As with everything in modern engine mechanics, cylinder head gasket design has become more sophisticated than in years past.
 
As with everything in modern engine mechanics, cylinder head gasket design has become more sophisticated than in years past. Aluminum generally expands at a slightly higher rate than cast iron and, because the cylinder head usually runs hotter than the cylinder block, the head expands faster than the block and ­actually slides across the cylinder head gasket as the engine temperature increases.

This small amount of slippage eventually wears out the gasket and causes it to fail. In addition, because aluminum heads ­expand faster than the steel head bolts that clamp the gasket to the cylinder block, the head bolts tend to lose torque when the head gaskets crush or extrude during an overheat condition.

To combat head gasket scuffing and maintain cylinder head bolt torque on modern engines, graphite-based designs have been introduced that allow the aluminum cylinder head to slip smoothly over the gasket surface.

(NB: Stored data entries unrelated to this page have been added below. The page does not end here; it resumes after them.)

//! Named regions of the image plane and the containment test used to
//! attribute dwell time.
//!
//! Bounds are inclusive: a centroid sitting exactly on an edge or vertex is
//! inside. Only membership matters, so overlapping zones need no ordering.

use anyhow::{bail, Result};
use serde::{Deserialize, Serialize};

/// Largest absolute coordinate a zone vertex may use.
pub const MAX_COORDINATE: i64 = 1 << 30;

#[derive(Debug, Clone, PartialEq, Eq, Serialize, Deserialize)]
#[serde(tag = "shape", rename_all = "snake_case")]
pub enum ZoneShape {
    Rect { x1: i64, y1: i64, x2: i64, y2: i64 },
    Polygon { points: Vec<(i64, i64)> },
}

impl ZoneShape {
    pub fn contains(&self, point: (i64, i64)) -> bool {
        match self {
            ZoneShape::Rect { x1, y1, x2, y2 } => {
                *x1 <= point.0 && point.0 <= *x2 && *y1 <= point.1 && point.1 <= *y2
            }
            ZoneShape::Polygon { points } => polygon_contains(points, point),
        }
    }
}

#[derive(Debug, Clone, PartialEq, Eq, Serialize, Deserialize)]
pub struct ZoneDefinition {
    pub name: String,
    #[serde(flatten)]
    pub shape: ZoneShape,
}

impl ZoneDefinition {
    pub fn rect(name: impl Into<String>, x1: i64, y1: i64, x2: i64, y2: i64) -> Self {
        Self {
            name: name.into(),
            shape: ZoneShape::Rect { x1, y1, x2, y2 },
        }
    }

    pub fn polygon(name: impl Into<String>, points: Vec<(i64, i64)>) -> Self {
        Self {
            name: name.into(),
            shape: ZoneShape::Polygon { points },
        }
    }

    pub fn contains(&self, point: (i64, i64)) -> bool {
        self.shape.contains(point)
    }

    fn validate(&self) -> Result<()> {
        if self.name.trim().is_empty() {
            bail!("zone names must not be empty");
        }
        let out_of_range = match &self.shape {
            ZoneShape::Rect { x1, y1, x2, y2 } => [x1, y1, x2, y2]
                .into_iter()
                .find(|v| v.unsigned_abs() > MAX_COORDINATE.unsigned_abs())
                .copied(),
            ZoneShape::Polygon { points } => points
                .iter()
                .flat_map(|(x, y)| [*x, *y])
                .find(|v| v.unsigned_abs() > MAX_COORDINATE.unsigned_abs()),
        };
        if let Some(value) = out_of_range {
            bail!(
                "zone '{}' coordinate {value} is outside +/-{MAX_COORDINATE}",
                self.name
            );
        }
        match &self.shape {
            ZoneShape::Rect { x1, y1, x2, y2 } => {
                if x1 > x2 || y1 > y2 {
                    bail!(
                        "zone '{}' has inverted corners ({x1},{y1})-({x2},{y2})",
                        self.name
                    );
                }
            }
            ZoneShape::Polygon { points } => {
                if points.len() < 3 {
                    bail!(
                        "zone '{}' needs at least 3 polygon vertices, got {}",
                        self.name,
                        points.len()
                    );
                }
            }
        }
        Ok(())
    }
}

/// The static set of zones for a session.
#[derive(Debug, Clone, Default, PartialEq, Eq)]
pub struct ZoneSet {
    zones: Vec<ZoneDefinition>,
}

impl ZoneSet {
    pub fn new(zones: Vec<ZoneDefinition>) -> Result<Self> {
        for (idx, zone) in zones.iter().enumerate() {
            zone.validate()?;
            if zones[..idx].iter().any(|other| other.name == zone.name) {
                bail!("zone '{}' is defined more than once", zone.name);
            }
        }
        Ok(Self { zones })
    }

    pub fn contains(&self, point: (i64, i64)) -> bool {
        self.zones.iter().any(|zone| zone.contains(point))
    }

    /// First zone (in definition order) containing `point`.
    pub fn zone_at(&self, point: (i64, i64)) -> Option<&ZoneDefinition> {
        self.zones.iter().find(|zone| zone.contains(point))
    }

    pub fn iter(&self) -> impl Iterator<Item = &ZoneDefinition> {
        self.zones.iter()
    }

    pub fn len(&self) -> usize {
        self.zones.len()
    }

    pub fn is_empty(&self) -> bool {
        self.zones.is_empty()
    }
}

fn on_segment(a: (i128, i128), b: (i128, i128), p: (i128, i128)) -> bool {
    let cross = (b.0 - a.0) * (p.1 - a.1) - (b.1 - a.1) * (p.0 - a.0);
    cross == 0
        && a.0.min(b.0) <= p.0
        && p.0 <= a.0.max(b.0)
        && a.1.min(b.1) <= p.1
        && p.1 <= a.1.max(b.1)
}

fn widen((x, y): (i64, i64)) -> (i128, i128) {
    (i128::from(x), i128::from(y))
}

// Even-odd crossing test with edges counted as inside. Widened to i128 so a
// vertex within MAX_COORDINATE against any i64 point stays exact.
fn polygon_contains(points: &[(i64, i64)], p: (i64, i64)) -> bool {
    let n = points.len();
    if n < 3 {
        return false;
    }

    let p = widen(p);
    let mut inside = false;
    for i in 0..n {
        let a = widen(points[i]);
        let b = widen(points[(i + 1) % n]);
        if on_segment(a, b, p) {
            return true;
        }
        if (a.1 > p.1) != (b.1 > p.1) {
            let dy = b.1 - a.1;
            let lhs = (p.0 - a.0) * dy;
            let rhs = (p.1 - a.1) * (b.0 - a.0);
            if (dy > 0 && lhs < rhs) || (dy < 0 && lhs > rhs) {
                inside = !inside;
            }
        }
    }
    inside
}

#[cfg(test)]
mod tests {
    use super::*;

    fn desk() -> ZoneSet {
        ZoneSet::new(vec![ZoneDefinition::rect("Desk Zone", 100, 100, 500, 400)]).unwrap()
    }

    #[test]
    fn rect_bounds_are_inclusive() {
        let zones = desk();
        assert!(zones.contains((100, 100)));
        assert!(zones.contains((500, 400)));
        assert!(zones.contains((100, 250)));
        assert!(zones.contains((300, 400)));
        assert!(!zones.contains((99, 250)));
        assert!(!zones.contains((300, 401)));
    }

    #[test]
    fn any_zone_counts() {
        let zones = ZoneSet::new(vec![
            ZoneDefinition::rect("left", 0, 0, 10, 10),
            ZoneDefinition::rect("right", 50, 0, 60, 10),
        ])
        .unwrap();
        assert!(zones.contains((55, 5)));
        assert_eq!(zones.zone_at((55, 5)).map(|z| z.name.as_str()), Some("right"));
        assert!(!zones.contains((30, 5)));
        assert!(zones.zone_at((30, 5)).is_none());
    }

    #[test]
    fn empty_set_contains_nothing() {
        let zones = ZoneSet::default();
        assert!(zones.is_empty());
        assert!(!zones.contains((0, 0)));
    }

    #[test]
    fn triangle_interior_edges_and_vertices() {
        let tri = ZoneDefinition::polygon("tri", vec![(0, 0), (10, 0), (0, 10)]);
        assert!(tri.contains((2, 2)));
        assert!(tri.contains((5, 5)));
        assert!(tri.contains((0, 10)));
        assert!(tri.contains((5, 0)));
        assert!(!tri.contains((6, 6)));
        assert!(!tri.contains((-1, 0)));
    }

    #[test]
    fn concave_polygon_notch_is_outside() {
        let u_shape = ZoneDefinition::polygon(
            "u",
            vec![(0, 0), (30, 0), (30, 30), (20, 30), (20, 10), (10, 10), (10, 30), (0, 30)],
        );
        assert!(u_shape.contains((5, 20)));
        assert!(u_shape.contains((25, 20)));
        assert!(!u_shape.contains((15, 20)));
        assert!(u_shape.contains((15, 10)));
    }

    #[test]
    fn rejects_bad_definitions() {
        assert!(ZoneSet::new(vec![ZoneDefinition::rect("", 0, 0, 1, 1)]).is_err());
        assert!(ZoneSet::new(vec![ZoneDefinition::rect("inv", 5, 0, 1, 1)]).is_err());
        assert!(ZoneSet::new(vec![ZoneDefinition::polygon("line", vec![(0, 0), (1, 1)])]).is_err());
        assert!(ZoneSet::new(vec![
            ZoneDefinition::rect("dup", 0, 0, 1, 1),
            ZoneDefinition::rect("dup", 2, 2, 3, 3),
        ])
        .is_err());
    }

    #[test]
    fn zone_json_is_tagged_by_shape() {
        let zone: ZoneDefinition = serde_json::from_str(
            r#"{"name": "Desk Zone", "shape": "rect", "x1": 100, "y1": 100, "x2": 500, "y2": 400}"#,
        )
        .unwrap();
        assert_eq!(zone, ZoneDefinition::rect("Desk Zone", 100, 100, 500, 400));

        let poly: ZoneDefinition = serde_json::from_str(
            r#"{"name": "tri", "shape": "polygon", "points": [[0, 0], [10, 0], [0, 10]]}"#,
        )
        .unwrap();
        assert!(matches!(poly.shape, ZoneShape::Polygon { ref points } if points.len() == 3));
    }

    #[test]
    fn oversized_coordinates_are_rejected() {
        let big = 1 << 40;
        let square = ZoneDefinition::polygon(
            "huge",
            vec![(-big, -big), (big, -big), (big, big), (-big, big)],
        );
        assert!(ZoneSet::new(vec![square]).is_err());
        assert!(ZoneSet::new(vec![ZoneDefinition::rect("wide", i64::MIN, 0, i64::MAX, 1)]).is_err());
        assert!(ZoneSet::new(vec![ZoneDefinition::rect(
            "edge",
            -MAX_COORDINATE,
            -MAX_COORDINATE,
            MAX_COORDINATE,
            MAX_COORDINATE
        )])
        .is_ok());
    }

    #[test]
    fn extreme_points_never_overflow_the_polygon_test() {
        let m = MAX_COORDINATE;
        let square = ZoneDefinition::polygon("max", vec![(-m, -m), (m, -m), (m, m), (-m, m)]);
        assert!(square.contains((1, 1)));
        assert!(square.contains((m, 0)));
        assert!(!square.contains((i64::MAX, i64::MAX)));
        assert!(!square.contains((i64::MIN, 0)));
        assert!(!square.contains((0, i64::MIN)));
    }
}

The most recent development in cylinder head gasket design is the multi-layer steel (MLS) gasket. The more expensive MLS gaskets use multiple layers of coated spring steel shim gaskets to accommodate cylinder head slippage while maintaining cylinder head bolt torque and cylinder sealing. The MLS design is least susceptible to loss of head bolt torque after an overheat condition.

GASKET FAILURE PATTERNS
Detecting head gasket leakage can be difficult because a failure pattern very much depends upon operating conditions, the amount of cylinder head warping present and the relative tension of the head bolts. In addition, a cracked cylinder head often mimics a head gasket failure, the only difference being that a cracked cylinder head seldom results in relatively minor, but consistent, cylinder sealing failure.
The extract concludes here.